WHAT TO WORK ON: Search the data below for lines that include the word "Instant" and state how many there are, nothing else.

[Stored data entries]

*** Begin section ***

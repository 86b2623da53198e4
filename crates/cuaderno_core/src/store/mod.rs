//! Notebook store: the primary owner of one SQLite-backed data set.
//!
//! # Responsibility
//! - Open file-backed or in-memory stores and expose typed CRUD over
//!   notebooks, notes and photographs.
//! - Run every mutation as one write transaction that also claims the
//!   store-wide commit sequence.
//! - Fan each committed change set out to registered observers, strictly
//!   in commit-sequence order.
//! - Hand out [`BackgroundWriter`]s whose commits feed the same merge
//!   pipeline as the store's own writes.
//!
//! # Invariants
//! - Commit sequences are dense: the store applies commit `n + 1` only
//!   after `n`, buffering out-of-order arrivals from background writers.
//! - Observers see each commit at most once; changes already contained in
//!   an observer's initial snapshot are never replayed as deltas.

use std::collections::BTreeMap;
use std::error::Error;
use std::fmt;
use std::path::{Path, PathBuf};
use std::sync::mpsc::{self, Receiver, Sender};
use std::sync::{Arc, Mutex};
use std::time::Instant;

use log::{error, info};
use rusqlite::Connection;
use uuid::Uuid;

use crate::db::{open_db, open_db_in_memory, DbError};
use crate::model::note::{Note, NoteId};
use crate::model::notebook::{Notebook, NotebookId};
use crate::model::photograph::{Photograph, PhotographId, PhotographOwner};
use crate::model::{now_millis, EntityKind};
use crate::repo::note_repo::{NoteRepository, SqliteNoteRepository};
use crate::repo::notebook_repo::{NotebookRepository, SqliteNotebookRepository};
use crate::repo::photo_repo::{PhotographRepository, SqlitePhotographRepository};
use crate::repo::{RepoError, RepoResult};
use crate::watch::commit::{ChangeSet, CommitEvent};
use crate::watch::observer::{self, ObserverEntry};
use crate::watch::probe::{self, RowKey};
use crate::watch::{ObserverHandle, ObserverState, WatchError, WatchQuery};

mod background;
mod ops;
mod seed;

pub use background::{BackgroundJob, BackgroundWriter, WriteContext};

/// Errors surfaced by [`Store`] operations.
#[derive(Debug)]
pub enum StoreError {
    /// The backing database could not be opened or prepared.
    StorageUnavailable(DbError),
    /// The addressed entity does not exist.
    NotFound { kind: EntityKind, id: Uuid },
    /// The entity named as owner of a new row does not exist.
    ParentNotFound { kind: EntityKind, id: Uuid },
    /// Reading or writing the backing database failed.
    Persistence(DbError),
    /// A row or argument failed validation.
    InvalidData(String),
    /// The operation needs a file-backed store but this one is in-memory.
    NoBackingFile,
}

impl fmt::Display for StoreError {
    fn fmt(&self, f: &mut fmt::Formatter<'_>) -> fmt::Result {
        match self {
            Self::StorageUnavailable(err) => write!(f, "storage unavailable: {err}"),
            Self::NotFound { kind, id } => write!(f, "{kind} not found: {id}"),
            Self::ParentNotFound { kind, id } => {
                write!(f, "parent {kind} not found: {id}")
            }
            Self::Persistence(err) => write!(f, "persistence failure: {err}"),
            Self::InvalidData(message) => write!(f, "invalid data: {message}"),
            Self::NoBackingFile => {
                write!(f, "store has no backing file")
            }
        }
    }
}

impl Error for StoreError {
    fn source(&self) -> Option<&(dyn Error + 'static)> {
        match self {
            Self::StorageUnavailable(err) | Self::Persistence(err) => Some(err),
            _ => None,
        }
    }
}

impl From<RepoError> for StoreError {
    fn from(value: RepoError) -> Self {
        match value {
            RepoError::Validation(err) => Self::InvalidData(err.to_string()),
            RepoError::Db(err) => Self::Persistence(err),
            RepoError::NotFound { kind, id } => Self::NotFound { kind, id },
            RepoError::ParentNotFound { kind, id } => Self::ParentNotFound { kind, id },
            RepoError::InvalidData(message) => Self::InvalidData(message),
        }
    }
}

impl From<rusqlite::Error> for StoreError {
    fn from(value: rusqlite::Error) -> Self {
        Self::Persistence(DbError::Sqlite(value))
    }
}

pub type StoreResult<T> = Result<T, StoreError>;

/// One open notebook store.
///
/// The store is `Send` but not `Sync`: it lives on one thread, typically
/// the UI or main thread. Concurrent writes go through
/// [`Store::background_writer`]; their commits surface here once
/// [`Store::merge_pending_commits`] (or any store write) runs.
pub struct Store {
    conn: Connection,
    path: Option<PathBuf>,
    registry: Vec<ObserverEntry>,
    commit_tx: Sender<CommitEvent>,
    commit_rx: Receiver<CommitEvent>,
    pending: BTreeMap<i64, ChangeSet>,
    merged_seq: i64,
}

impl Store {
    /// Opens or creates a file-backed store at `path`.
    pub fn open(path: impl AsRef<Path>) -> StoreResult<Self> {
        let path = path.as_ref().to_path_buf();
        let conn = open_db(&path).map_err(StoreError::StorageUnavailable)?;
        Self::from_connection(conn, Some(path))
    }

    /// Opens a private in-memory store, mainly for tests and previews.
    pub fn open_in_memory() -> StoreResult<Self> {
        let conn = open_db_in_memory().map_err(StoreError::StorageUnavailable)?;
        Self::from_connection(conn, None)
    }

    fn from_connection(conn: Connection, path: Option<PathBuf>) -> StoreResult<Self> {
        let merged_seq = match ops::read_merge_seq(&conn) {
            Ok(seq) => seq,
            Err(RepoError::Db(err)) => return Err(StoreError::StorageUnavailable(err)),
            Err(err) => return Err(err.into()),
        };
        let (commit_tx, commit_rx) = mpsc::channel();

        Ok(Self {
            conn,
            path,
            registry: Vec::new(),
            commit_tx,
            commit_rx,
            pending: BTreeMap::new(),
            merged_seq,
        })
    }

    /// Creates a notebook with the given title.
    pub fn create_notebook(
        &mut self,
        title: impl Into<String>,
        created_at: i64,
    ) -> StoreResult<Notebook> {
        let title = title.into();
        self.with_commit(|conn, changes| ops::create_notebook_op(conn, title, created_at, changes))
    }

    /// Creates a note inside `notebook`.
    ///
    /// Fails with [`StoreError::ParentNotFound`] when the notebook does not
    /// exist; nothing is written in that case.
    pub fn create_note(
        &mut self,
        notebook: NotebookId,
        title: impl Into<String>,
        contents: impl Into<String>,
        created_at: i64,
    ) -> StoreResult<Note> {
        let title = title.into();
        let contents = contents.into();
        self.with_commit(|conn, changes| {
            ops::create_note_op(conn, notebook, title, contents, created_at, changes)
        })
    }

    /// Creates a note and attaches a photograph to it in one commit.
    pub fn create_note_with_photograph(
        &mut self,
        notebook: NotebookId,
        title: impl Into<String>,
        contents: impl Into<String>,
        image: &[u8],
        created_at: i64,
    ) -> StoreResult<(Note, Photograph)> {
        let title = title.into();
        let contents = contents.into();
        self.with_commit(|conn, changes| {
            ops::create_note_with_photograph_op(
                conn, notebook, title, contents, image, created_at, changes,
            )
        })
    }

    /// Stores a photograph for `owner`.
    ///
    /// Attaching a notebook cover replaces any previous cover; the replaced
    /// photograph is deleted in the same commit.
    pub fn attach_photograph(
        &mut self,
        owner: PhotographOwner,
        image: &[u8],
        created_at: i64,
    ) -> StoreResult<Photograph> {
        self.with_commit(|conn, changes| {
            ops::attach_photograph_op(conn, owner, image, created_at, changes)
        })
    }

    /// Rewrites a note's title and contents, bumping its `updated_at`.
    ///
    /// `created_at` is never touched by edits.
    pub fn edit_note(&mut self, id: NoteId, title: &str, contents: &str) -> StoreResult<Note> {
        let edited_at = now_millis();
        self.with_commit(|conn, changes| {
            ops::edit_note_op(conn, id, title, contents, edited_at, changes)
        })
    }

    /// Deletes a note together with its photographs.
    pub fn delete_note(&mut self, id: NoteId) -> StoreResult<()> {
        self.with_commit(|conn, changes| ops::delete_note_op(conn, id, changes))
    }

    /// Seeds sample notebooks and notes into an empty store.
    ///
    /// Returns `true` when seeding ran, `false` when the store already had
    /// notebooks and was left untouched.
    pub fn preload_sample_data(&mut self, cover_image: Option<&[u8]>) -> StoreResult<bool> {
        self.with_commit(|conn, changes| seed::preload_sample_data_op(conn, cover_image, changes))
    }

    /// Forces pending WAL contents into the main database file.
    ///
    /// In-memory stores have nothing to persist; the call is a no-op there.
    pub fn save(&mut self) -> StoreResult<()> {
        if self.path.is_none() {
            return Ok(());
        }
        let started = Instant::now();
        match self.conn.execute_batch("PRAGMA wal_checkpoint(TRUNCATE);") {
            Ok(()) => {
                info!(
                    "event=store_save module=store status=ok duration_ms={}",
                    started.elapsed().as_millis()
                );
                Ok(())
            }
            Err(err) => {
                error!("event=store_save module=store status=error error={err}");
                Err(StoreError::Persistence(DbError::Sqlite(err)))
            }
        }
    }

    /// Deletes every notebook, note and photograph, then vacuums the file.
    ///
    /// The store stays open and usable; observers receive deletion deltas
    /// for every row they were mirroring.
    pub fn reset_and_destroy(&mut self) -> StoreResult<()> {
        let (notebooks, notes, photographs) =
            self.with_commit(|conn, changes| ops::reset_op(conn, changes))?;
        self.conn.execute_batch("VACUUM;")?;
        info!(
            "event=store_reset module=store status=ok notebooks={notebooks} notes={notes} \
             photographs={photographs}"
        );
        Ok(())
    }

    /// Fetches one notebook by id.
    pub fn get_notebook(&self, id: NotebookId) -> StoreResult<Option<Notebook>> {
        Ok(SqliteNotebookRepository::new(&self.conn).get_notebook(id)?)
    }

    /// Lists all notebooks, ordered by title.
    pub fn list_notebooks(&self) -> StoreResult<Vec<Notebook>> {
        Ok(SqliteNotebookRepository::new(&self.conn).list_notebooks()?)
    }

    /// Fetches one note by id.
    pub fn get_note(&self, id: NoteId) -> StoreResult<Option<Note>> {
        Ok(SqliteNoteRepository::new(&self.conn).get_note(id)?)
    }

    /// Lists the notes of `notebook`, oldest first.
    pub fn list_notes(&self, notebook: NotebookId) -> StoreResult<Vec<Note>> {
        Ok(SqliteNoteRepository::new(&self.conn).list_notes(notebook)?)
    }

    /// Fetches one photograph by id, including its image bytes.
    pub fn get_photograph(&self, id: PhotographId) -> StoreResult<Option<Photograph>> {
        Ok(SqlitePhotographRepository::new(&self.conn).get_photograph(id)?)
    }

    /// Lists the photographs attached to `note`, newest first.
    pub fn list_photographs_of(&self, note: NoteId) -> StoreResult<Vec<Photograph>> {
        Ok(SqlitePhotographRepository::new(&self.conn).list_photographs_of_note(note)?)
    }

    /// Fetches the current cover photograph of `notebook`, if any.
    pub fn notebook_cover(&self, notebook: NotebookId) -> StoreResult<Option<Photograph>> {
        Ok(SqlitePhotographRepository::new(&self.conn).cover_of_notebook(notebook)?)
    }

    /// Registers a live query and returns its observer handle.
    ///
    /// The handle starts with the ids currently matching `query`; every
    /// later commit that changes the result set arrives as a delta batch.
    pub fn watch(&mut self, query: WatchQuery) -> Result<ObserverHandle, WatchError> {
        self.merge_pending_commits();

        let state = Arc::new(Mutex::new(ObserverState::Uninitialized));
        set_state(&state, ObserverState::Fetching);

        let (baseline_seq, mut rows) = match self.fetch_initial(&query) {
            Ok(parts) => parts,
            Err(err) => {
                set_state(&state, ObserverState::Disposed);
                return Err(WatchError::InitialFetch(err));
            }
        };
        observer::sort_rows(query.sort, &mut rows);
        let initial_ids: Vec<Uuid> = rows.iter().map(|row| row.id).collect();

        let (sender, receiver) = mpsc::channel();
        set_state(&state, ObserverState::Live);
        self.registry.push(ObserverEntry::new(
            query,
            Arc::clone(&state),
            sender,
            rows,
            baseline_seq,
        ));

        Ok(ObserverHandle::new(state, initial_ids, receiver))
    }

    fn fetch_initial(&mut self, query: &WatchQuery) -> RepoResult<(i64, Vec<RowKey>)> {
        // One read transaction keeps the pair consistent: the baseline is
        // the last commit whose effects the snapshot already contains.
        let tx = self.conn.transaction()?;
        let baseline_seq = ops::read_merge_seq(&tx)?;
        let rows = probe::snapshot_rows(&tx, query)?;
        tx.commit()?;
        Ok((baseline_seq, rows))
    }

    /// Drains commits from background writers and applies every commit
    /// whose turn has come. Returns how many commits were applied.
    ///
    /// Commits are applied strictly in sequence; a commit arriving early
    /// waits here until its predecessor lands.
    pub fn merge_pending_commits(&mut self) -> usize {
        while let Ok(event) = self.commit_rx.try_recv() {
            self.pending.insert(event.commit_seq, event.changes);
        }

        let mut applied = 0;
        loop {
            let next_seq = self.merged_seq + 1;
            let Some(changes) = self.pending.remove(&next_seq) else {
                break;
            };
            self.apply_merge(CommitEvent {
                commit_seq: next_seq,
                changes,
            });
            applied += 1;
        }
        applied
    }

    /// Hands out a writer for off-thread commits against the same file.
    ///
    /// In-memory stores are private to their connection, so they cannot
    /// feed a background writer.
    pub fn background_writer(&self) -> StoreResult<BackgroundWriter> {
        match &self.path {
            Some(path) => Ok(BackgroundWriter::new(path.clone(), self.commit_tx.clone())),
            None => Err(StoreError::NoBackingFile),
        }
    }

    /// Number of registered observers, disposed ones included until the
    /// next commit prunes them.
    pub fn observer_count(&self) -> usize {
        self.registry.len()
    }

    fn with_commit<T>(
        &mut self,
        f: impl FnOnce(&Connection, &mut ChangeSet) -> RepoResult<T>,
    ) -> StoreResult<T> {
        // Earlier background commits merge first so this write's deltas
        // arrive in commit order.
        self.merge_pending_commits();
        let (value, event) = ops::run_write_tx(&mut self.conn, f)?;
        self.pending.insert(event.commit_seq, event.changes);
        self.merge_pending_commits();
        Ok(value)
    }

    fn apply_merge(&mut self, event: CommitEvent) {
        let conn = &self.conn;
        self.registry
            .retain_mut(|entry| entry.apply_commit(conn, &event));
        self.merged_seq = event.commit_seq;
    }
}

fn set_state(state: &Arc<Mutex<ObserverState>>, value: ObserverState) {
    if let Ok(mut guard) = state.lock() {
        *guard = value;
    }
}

*** End section ***
*** Begin section ***

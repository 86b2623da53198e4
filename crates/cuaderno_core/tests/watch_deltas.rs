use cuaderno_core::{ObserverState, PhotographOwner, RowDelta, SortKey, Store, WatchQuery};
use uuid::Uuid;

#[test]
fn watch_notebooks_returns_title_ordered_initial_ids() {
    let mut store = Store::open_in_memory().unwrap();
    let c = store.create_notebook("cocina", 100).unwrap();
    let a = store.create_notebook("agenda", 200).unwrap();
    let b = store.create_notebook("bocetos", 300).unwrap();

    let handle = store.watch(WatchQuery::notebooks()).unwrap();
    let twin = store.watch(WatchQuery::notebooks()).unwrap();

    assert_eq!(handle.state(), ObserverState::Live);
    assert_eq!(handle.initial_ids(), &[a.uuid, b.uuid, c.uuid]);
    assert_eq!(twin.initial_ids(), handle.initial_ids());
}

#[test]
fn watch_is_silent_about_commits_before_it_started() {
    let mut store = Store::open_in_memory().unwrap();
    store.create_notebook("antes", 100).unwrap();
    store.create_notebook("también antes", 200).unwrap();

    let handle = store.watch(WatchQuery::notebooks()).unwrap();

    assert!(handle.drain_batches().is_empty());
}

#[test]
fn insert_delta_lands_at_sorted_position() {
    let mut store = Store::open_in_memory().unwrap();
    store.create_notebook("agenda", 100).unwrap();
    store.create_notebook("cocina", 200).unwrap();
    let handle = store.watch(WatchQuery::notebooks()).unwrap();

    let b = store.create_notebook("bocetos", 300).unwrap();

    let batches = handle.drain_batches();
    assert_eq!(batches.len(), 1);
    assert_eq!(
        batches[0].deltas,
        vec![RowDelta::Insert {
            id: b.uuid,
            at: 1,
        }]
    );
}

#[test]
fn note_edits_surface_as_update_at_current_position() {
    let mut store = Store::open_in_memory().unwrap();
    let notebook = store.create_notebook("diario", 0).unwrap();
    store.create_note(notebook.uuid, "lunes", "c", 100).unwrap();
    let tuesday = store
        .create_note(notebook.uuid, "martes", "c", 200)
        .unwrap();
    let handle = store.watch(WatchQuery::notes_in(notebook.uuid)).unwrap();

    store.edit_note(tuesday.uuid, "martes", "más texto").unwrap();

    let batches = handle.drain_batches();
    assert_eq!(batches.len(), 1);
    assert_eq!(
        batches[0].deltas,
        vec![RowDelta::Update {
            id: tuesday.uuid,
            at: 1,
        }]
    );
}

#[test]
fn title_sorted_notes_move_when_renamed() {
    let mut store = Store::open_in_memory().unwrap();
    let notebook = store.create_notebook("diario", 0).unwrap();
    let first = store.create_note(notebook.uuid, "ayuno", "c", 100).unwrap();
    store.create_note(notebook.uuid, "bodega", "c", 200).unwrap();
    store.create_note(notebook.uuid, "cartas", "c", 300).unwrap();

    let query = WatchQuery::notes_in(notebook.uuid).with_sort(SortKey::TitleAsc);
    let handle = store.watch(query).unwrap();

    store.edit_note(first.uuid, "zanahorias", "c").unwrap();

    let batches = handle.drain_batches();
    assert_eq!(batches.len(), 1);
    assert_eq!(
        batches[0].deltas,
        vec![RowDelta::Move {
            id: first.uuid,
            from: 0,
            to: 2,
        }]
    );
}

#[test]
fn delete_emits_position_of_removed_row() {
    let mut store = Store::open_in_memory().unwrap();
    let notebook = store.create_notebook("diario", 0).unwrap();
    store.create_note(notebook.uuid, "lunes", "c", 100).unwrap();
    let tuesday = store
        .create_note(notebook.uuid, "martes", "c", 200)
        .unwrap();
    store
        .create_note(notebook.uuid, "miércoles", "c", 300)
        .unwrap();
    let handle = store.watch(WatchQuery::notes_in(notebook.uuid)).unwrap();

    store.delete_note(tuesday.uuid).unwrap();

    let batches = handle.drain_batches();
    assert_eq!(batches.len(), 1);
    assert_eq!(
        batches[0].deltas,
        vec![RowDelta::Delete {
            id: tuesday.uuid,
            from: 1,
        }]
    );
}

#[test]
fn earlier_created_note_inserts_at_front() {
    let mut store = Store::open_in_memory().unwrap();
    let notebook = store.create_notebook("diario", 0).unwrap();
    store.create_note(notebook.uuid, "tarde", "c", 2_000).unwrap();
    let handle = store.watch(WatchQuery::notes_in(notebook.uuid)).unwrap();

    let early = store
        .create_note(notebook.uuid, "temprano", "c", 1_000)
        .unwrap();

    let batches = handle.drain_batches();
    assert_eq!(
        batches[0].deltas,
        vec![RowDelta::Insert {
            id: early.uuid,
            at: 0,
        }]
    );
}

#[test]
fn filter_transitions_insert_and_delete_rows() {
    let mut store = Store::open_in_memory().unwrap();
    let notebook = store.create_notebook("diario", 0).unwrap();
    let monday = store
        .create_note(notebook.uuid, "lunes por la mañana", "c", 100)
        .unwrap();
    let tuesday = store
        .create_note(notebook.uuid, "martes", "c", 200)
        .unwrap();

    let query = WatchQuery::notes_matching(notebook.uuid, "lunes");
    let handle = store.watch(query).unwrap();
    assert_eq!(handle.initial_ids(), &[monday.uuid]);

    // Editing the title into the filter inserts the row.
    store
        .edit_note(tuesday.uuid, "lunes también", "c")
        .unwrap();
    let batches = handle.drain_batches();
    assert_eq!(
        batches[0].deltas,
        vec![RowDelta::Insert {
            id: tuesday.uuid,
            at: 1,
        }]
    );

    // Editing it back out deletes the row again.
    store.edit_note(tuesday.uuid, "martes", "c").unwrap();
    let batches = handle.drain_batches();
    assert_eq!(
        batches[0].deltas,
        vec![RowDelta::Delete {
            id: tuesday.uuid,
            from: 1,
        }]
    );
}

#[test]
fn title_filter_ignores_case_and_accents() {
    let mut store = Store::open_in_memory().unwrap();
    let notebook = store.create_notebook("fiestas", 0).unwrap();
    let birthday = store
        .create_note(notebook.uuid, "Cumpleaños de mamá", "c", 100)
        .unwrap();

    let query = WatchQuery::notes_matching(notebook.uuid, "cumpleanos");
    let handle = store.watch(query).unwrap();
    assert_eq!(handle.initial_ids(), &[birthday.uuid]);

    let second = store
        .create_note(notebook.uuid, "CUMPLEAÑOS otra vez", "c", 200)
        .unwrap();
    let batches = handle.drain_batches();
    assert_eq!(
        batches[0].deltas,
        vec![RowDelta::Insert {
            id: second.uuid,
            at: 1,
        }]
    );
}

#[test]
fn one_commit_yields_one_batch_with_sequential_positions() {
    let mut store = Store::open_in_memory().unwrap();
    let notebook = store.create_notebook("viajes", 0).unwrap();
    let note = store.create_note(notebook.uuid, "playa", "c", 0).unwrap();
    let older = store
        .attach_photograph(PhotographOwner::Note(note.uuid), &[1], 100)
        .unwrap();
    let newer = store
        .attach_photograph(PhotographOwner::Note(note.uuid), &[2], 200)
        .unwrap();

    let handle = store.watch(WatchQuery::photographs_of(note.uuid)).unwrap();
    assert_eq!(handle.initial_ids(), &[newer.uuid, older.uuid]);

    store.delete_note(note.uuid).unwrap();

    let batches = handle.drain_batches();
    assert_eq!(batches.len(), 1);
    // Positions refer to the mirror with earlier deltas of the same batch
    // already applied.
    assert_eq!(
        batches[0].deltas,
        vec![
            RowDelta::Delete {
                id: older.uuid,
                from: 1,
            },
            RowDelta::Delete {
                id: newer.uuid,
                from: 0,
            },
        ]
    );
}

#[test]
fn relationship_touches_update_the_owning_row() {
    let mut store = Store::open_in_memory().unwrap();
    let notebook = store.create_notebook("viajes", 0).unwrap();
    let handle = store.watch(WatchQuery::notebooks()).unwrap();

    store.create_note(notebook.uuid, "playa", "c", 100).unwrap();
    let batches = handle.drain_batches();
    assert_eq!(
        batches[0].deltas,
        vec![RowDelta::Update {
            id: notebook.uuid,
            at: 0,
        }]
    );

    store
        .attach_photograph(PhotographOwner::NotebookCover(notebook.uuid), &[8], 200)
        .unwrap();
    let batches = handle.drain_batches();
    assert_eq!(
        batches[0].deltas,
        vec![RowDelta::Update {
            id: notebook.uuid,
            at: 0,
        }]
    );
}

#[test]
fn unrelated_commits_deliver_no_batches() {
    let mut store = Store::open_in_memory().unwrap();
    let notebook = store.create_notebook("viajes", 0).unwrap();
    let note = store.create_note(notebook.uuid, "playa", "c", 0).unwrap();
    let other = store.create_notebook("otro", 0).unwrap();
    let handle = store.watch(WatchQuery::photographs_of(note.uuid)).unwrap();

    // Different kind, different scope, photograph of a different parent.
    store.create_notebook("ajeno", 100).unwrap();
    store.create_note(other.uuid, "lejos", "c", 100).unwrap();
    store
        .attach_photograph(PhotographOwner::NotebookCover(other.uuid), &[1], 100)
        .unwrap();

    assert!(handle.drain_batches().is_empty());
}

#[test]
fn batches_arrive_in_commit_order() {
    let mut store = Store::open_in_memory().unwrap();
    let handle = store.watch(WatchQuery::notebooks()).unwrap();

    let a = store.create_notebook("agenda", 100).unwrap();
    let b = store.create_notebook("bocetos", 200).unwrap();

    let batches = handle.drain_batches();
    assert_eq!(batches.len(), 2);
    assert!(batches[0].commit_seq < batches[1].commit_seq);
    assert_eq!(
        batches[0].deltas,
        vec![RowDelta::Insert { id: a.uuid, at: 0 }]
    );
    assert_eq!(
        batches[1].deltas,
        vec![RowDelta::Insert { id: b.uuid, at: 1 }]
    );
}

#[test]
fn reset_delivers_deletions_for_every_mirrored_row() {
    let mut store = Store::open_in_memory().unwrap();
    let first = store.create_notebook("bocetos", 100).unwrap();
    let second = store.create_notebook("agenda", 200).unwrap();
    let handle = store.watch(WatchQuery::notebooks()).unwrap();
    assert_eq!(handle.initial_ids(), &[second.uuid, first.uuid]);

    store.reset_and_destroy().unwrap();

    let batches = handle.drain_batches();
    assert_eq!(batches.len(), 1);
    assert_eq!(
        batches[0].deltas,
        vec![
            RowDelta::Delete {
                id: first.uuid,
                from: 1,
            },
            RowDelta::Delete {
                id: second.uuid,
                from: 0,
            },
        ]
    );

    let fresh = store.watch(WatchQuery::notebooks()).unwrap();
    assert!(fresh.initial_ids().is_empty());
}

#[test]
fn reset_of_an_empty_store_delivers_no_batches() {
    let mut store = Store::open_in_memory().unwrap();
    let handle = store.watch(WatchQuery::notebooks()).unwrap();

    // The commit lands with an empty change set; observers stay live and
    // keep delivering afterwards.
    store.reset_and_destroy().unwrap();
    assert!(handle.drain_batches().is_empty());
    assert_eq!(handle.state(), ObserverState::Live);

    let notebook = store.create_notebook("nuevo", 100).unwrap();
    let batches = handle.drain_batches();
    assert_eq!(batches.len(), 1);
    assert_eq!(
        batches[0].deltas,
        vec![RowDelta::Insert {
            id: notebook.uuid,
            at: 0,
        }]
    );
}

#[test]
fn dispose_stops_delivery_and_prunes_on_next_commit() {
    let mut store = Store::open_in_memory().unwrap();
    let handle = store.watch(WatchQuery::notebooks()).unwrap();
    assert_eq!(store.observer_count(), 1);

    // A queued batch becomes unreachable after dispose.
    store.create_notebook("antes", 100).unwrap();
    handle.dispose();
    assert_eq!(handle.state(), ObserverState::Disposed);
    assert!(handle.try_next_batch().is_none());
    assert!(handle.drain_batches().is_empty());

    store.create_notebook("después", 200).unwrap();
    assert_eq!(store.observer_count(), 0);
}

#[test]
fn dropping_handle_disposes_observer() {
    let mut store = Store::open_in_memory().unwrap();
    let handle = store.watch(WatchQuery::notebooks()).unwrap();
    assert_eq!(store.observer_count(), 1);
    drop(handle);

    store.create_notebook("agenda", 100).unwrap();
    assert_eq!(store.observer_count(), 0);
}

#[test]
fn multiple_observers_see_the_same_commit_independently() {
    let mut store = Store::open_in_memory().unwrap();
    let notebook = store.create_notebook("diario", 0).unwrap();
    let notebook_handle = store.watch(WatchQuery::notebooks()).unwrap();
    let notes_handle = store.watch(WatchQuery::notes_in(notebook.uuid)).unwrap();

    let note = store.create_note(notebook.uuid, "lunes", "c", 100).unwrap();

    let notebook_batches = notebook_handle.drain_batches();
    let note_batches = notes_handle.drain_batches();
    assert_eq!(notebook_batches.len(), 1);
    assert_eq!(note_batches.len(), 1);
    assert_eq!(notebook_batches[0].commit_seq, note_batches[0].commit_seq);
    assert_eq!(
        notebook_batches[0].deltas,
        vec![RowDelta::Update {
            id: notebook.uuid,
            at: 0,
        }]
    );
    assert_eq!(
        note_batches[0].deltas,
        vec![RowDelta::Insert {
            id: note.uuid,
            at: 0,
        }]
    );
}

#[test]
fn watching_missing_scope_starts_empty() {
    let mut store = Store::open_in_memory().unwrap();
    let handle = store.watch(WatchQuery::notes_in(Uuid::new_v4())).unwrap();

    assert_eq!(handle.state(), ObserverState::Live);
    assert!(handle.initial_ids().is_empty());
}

*** End section ***

RESULT FOR THIS TASK: 2